▶ **ASSIGNMENT**: Copy all of the records word for word.

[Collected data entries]
**********
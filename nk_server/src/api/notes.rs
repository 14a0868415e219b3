//! Note API handlers.
//!
//! All routes require a session; every query is scoped to the caller.

use axum::{
    Json,
    extract::{Extension, Path, State, rejection::JsonRejection},
    http::StatusCode,
};
use notekeeper::notes::{CreateNoteRequest, Note};

use super::{
    AppState,
    auth::SuccessResponse,
    error::ApiResult,
    middleware::AuthUser,
};
use crate::metrics;

/// `POST /api/notes`
///
/// # Errors
///
/// - `400 Bad Request`: Missing or blank title
pub async fn create_note(
    State(state): State<AppState>,
    Extension(AuthUser(user_id)): Extension<AuthUser>,
    payload: Result<Json<CreateNoteRequest>, JsonRejection>,
) -> ApiResult<(StatusCode, Json<Note>)> {
    let Json(request) = payload?;

    let note = state.note_manager.create(user_id, request).await?;
    metrics::notes_created_total();

    Ok((StatusCode::CREATED, Json(note)))
}

/// `GET /api/notes`, newest first
pub async fn list_notes(
    State(state): State<AppState>,
    Extension(AuthUser(user_id)): Extension<AuthUser>,
) -> ApiResult<Json<Vec<Note>>> {
    Ok(Json(state.note_manager.list(user_id).await?))
}

/// `DELETE /api/notes/{id}`
///
/// # Errors
///
/// - `400 Bad Request`: `id` is not a note ID
/// - `404 Not Found`: No such note owned by the caller
pub async fn delete_note(
    State(state): State<AppState>,
    Extension(AuthUser(user_id)): Extension<AuthUser>,
    Path(note_id): Path<String>,
) -> ApiResult<Json<SuccessResponse>> {
    state.note_manager.delete(user_id, &note_id).await?;
    metrics::notes_deleted_total();

    Ok(Json(SuccessResponse { success: true }))
}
**********
▶ **WRITTEN SOLUTION**:
filename nk_server/src/api/notes.rs
repository 14a0868415e219b3
//! Note API handlers.
//!
//! All routes require a session; every query is scoped to the caller.

use axum::{
    Json,
    extract::{Extension, Path, State, rejection::JsonRejection},
    http::StatusCode,
};
use notekeeper::notes::{CreateNoteRequest, Note};

use super::{
    AppState,
    auth::SuccessResponse,
    error::ApiResult,
    middleware::AuthUser,
};
use crate::metrics;

/// `POST /api/notes`
///
/// # Errors
///
/// - `400 Bad Request`: Missing or blank title
pub async fn create_note(
    State(state): State<AppState>,
    Extension(AuthUser(user_id)): Extension<AuthUser>,
    payload: Result<Json<CreateNoteRequest>, JsonRejection>,
) -> ApiResult<(StatusCode, Json<Note>)> {
    let Json(request) = payload?;

    let note = state.note_manager.create(user_id, request).await?;
    metrics::notes_created_total();

    Ok((StatusCode::CREATED, Json(note)))
}

/// `GET /api/notes`, newest first
pub async fn list_notes(
    State(state): State<AppState>,
    Extension(AuthUser(user_id)): Extension<AuthUser>,
) -> ApiResult<Json<Vec<Note>>> {
    Ok(Json(state.note_manager.list(user_id).await?))
}

/// `DELETE /api/notes/{id}`
///
/// # Errors
///
/// - `400 Bad Request`: `id` is not a note ID
/// - `404 Not Found`: No such note owned by the caller
pub async fn delete_note(
    State(state): State<AppState>,
    Extension(AuthUser(user_id)): Extension<AuthUser>,
    Path(note_id): Path<String>,
) -> ApiResult<Json<SuccessResponse>> {
    state.note_manager.delete(user_id, &note_id).await?;
    metrics::notes_deleted_total();

    Ok(Json(SuccessResponse { success: true }))
}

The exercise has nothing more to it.